Rosa Díez es lo que Max Weber llamaba un "político de convicción". Ella y su partido merecen una presencia mayor en el ámbito nacional. Su empeño es devolver a la política la solvencia moral y la confianza que depositan en ella los ciudadanos de una democracia que ven en la acción política el instrumento más eficaz y menos violento para mejorar el nivel de vida de la gente, corregir lo que anda mal, impulsar la igualdad y la justicia. Esta confianza, tan vigorosa en los años de la transición, se ha ido enfriando en España con la feroz crisis económica, y en las nuevas generaciones va surgiendo un pesimismo que se traduce a veces en un rechazo de las reglas de juego de la democracia.
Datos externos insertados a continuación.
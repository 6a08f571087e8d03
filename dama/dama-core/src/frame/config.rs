// Copyright Amazon.com, Inc. or its affiliates. All Rights Reserved.
// SPDX-License-Identifier: Apache-2.0

use crate::error::ValidationError;

/// A modulation and coding scheme usable in a time slot
#[derive(Clone, Copy, Debug, PartialEq)]
pub struct Waveform {
    pub id: u32,
    /// Bytes carried by one slot
    pub payload_bytes: u32,
    /// Symbols occupied by one slot
    pub burst_length_symbols: u32,
    /// Minimum C/N0 in dBHz needed to decode the waveform
    pub cno_threshold: f64,
}

impl Waveform {
    /// Number of symbols needed to carry `bytes`
    #[inline]
    pub fn symbols(&self, bytes: u32) -> f64 {
        bytes as f64 * self.burst_length_symbols as f64 / self.payload_bytes as f64
    }

    /// Number of bytes carried by `symbols`
    #[inline]
    pub fn bytes(&self, symbols: f64) -> f64 {
        symbols * self.payload_bytes as f64 / self.burst_length_symbols as f64
    }
}

/// Layout of a frame
#[derive(Clone, Debug, PartialEq)]
pub struct Config {
    pub(crate) id: u8,
    pub(crate) carrier_count: u32,
    pub(crate) symbols_per_carrier: u32,
    pub(crate) waveforms: Vec<Waveform>,
}

impl Config {
    pub fn new(
        id: u8,
        carrier_count: u32,
        symbols_per_carrier: u32,
        waveforms: Vec<Waveform>,
    ) -> Result<Self, ValidationError> {
        ensure!(
            carrier_count > 0,
            Err(ValidationError("a frame needs at least one carrier"))
        );
        ensure!(
            !waveforms.is_empty(),
            Err(ValidationError("a frame needs at least one waveform"))
        );
        for waveform in &waveforms {
            ensure!(
                waveform.payload_bytes > 0,
                Err(ValidationError("waveform payload must be non-zero"))
            );
            ensure!(
                waveform.burst_length_symbols > 0
                    && waveform.burst_length_symbols <= symbols_per_carrier,
                Err(ValidationError("waveform burst must fit in a carrier"))
            );
            ensure!(
                waveform.cno_threshold.is_finite(),
                Err(ValidationError("waveform C/N0 threshold must be finite"))
            );
        }

        Ok(Self {
            id,
            carrier_count,
            symbols_per_carrier,
            waveforms,
        })
    }

    #[inline]
    pub fn id(&self) -> u8 {
        self.id
    }

    #[inline]
    pub fn carrier_count(&self) -> u32 {
        self.carrier_count
    }

    #[inline]
    pub fn symbols_per_carrier(&self) -> u32 {
        self.symbols_per_carrier
    }

    #[inline]
    pub fn waveforms(&self) -> &[Waveform] {
        &self.waveforms
    }

    #[inline]
    pub fn capacity_symbols(&self) -> f64 {
        self.carrier_count as f64 * self.symbols_per_carrier as f64
    }

    #[inline]
    pub fn waveform(&self, id: u32) -> Option<&Waveform> {
        self.waveforms.iter().find(|w| w.id == id)
    }

    /// The waveform with the lowest C/N0 threshold
    pub fn most_robust_waveform(&self) -> &Waveform {
        // the constructor rejects frames without waveforms
        self.waveforms[1..]
            .iter()
            .fold(&self.waveforms[0], |best, w| {
                if w.cno_threshold < best.cno_threshold {
                    w
                } else {
                    best
                }
            })
    }

    /// The waveform carrying the most bytes per symbol that `cno` supports
    pub fn best_waveform(&self, cno: f64) -> Option<&Waveform> {
        self.waveforms
            .iter()
            .filter(|w| w.cno_threshold <= cno)
            .fold(None, |best: Option<&Waveform>, w| match best {
                Some(best) if efficiency(best) >= efficiency(w) => Some(best),
                _ => Some(w),
            })
    }
}

#[inline]
fn efficiency(waveform: &Waveform) -> f64 {
    waveform.payload_bytes as f64 / waveform.burst_length_symbols as f64
}
// Copyright Amazon.com, Inc. or its affiliates. All Rights Reserved.
// SPDX-License-Identifier: Apache-2.0

//! Wire format of ARQ protected PDUs
//!
//! ```text
//! +-----------------+---------------------------+-----------------+
//! | sequence number | padding (header size - 1) | encapsulated PDU |
//! +-----------------+---------------------------+-----------------+
//! ```

use crate::{control::encode_to_vec, encapsulation::Pdu};
use bytes::Bytes;
use s2n_codec::{DecoderBuffer, DecoderError, Encoder, EncoderValue};

#[derive(Clone, Debug, PartialEq, Eq)]
pub struct Frame {
    pub sequence_number: u8,
    pub pdu: Pdu,
}

struct Padded<'a> {
    frame: &'a Frame,
    header_size: usize,
}

impl EncoderValue for Padded<'_> {
    fn encode<E: Encoder>(&self, encoder: &mut E) {
        encoder.encode(&self.frame.sequence_number);
        for _ in 1..self.header_size {
            encoder.encode(&0u8);
        }
        encoder.encode(&self.frame.pdu);
    }
}

impl Frame {
    #[inline]
    pub fn len(&self, header_size: usize) -> usize {
        header_size + self.pdu.len()
    }

    pub fn encode(&self, header_size: usize) -> Bytes {
        debug_assert!(header_size >= 1);
        encode_to_vec(&Padded {
            frame: self,
            header_size,
        })
        .into()
    }

    /// Decodes a frame, consuming all of `bytes`
    pub fn decode(bytes: &[u8], header_size: usize) -> Result<Self, DecoderError> {
        let buffer = DecoderBuffer::new(bytes);
        let (sequence_number, buffer) = buffer.decode::<u8>()?;
        let (_padding, buffer) = buffer.decode_slice(header_size.saturating_sub(1))?;
        let (pdu, buffer) = buffer.decode::<Pdu>()?;
        buffer.ensure_empty()?;
        Ok(Self {
            sequence_number,
            pdu,
        })
    }
}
Esto explica la deriva que ha ido tomando el movimiento de los "indignados". En un primer momento, la simpatía de la opinión pública fue grande hacia esa movilización de jóvenes que, luego de recibir una educación y prepararse, a veces con enormes sacrificios, para entrar en el mercado laboral, lo encontraban cerrado y sin perspectivas de encontrar un trabajo digno por quién sabe cuántos años. Muchos vimos en ese período inicial en el movimiento de los "indignados" una inyección de energía para la democracia española. Pero pronto el movimiento desbordó sus cauces originales, y, expoliado sin duda por grupos extremistas, ha ido adoptando unas consignas tan anacrónicas como la estatización y el dirigismo económico, y la sustitución de la legalidad parlamentaria por la legalidad de la calle y la acampada. Ese camino sólo puede conducir al deterioro y hasta el desplome de lo más precioso que tiene hoy España: la democracia que recuperó luego de cuarenta años de dictadura.
Las elecciones del 20 de noviembre son una magnífica oportunidad para comprobar que la democracia sí funciona y que es el único sistema que permite renovar los gobiernos, las políticas y las leyes de manera civilizada. Para ello hay que confiar en las urnas y no equivocarse a la hora de elegir.